• **Work item**
Give the count of lines in the records below that contain "reqwest", with no other words.

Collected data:
____

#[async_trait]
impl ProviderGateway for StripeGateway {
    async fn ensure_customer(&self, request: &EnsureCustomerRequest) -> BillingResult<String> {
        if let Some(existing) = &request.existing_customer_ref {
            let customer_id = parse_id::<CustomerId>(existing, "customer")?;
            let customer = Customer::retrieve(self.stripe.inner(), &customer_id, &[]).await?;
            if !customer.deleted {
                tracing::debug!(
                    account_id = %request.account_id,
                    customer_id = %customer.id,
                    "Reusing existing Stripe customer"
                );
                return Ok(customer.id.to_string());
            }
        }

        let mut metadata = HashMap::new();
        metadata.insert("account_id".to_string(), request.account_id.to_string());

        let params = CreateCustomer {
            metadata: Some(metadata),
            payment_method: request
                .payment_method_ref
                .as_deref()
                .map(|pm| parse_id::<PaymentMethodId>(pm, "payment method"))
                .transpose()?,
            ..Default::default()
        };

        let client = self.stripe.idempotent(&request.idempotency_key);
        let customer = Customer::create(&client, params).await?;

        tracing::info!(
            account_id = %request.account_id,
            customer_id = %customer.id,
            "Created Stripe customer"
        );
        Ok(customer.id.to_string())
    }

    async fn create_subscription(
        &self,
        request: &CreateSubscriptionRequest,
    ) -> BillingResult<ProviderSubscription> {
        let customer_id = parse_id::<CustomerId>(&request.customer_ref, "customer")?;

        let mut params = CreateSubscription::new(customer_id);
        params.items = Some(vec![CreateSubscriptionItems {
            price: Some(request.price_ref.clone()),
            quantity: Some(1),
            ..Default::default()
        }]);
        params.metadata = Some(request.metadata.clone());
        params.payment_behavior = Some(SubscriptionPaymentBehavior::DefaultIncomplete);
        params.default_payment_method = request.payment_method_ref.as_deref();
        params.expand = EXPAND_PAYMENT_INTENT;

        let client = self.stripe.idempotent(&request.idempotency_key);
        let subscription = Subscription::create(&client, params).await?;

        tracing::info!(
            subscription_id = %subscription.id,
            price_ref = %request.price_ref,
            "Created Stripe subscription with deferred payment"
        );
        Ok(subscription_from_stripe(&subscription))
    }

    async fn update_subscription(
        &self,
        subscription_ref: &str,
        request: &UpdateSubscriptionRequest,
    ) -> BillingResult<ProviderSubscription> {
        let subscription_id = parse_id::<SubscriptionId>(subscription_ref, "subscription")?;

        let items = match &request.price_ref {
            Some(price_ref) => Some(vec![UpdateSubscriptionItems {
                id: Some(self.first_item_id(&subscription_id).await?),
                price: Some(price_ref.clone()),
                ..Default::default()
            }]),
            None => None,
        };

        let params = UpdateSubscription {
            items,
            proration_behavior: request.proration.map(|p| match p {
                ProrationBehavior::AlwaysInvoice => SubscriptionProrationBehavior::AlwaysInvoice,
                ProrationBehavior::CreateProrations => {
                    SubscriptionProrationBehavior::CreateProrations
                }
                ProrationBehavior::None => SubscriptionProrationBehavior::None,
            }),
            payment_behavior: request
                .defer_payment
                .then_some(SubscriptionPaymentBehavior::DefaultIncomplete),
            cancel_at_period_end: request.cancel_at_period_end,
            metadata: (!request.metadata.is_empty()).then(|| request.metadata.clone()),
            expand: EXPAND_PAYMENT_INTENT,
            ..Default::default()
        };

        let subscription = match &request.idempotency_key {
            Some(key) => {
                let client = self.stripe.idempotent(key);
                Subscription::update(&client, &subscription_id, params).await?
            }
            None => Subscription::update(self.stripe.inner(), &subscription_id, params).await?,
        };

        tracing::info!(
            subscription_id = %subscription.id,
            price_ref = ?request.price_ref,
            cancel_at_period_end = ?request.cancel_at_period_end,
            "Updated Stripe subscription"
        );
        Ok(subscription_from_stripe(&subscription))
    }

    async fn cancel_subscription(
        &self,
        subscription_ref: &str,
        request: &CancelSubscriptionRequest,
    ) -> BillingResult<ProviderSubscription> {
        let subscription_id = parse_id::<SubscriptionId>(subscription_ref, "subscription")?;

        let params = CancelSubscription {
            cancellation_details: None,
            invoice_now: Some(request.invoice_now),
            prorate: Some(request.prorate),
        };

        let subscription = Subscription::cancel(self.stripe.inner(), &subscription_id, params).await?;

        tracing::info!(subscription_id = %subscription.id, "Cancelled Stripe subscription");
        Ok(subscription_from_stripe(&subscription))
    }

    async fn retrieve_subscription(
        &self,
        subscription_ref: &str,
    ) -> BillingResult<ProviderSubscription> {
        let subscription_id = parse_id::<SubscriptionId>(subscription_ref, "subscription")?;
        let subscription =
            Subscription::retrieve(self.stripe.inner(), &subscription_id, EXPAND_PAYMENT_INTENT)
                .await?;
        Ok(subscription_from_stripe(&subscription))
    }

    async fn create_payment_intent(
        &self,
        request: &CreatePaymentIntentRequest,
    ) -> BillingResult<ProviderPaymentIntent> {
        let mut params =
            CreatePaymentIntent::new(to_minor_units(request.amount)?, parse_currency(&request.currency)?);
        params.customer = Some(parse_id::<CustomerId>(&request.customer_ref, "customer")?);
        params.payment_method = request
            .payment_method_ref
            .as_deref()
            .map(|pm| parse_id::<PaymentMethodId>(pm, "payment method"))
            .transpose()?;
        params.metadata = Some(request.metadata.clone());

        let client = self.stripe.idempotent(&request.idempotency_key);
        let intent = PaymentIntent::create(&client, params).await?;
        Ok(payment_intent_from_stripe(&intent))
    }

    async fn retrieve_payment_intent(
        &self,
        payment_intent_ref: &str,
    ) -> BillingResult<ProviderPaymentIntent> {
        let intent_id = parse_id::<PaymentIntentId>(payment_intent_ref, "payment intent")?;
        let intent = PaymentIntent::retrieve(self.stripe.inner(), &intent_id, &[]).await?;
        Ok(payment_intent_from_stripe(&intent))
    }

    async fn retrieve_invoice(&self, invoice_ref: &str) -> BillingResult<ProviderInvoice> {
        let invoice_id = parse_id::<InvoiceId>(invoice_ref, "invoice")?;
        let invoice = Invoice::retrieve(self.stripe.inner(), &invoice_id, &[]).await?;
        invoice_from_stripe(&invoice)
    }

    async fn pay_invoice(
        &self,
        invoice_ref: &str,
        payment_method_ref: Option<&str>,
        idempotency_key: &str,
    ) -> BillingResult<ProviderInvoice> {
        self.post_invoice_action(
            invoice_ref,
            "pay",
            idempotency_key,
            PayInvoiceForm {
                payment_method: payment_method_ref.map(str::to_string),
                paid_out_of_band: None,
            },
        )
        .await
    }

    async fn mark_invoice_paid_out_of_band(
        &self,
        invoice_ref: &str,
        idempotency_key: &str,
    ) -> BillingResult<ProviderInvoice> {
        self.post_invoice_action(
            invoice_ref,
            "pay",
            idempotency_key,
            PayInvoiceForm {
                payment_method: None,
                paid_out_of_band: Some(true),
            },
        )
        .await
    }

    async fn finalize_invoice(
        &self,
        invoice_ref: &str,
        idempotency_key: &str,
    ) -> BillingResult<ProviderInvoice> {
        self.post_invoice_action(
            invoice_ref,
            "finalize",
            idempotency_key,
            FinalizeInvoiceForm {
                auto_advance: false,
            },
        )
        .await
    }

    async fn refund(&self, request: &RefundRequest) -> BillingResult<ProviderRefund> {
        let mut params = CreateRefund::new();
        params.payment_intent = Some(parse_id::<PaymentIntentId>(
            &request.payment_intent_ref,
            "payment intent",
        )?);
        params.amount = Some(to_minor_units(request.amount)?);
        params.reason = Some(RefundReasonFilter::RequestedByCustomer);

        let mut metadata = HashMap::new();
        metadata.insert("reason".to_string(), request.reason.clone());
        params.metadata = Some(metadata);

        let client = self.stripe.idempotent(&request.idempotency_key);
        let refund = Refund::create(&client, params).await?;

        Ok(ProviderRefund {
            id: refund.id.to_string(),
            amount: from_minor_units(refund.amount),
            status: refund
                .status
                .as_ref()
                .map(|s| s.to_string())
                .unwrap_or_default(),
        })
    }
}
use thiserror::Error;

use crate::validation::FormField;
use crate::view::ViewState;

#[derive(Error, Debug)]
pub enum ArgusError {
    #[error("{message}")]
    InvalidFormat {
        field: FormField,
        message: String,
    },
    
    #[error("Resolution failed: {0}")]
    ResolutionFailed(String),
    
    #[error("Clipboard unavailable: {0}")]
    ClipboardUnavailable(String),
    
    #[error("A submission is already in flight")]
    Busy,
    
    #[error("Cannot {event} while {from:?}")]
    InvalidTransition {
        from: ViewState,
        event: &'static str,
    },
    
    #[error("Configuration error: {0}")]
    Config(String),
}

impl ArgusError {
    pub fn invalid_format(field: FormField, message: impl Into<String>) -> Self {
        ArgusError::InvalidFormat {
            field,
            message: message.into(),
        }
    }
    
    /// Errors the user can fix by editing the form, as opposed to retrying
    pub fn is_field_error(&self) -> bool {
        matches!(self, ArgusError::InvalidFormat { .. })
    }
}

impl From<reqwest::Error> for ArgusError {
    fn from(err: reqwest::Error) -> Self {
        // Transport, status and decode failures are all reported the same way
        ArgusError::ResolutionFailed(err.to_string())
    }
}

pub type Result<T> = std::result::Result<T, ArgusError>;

____

• **Reply to the exercise**
2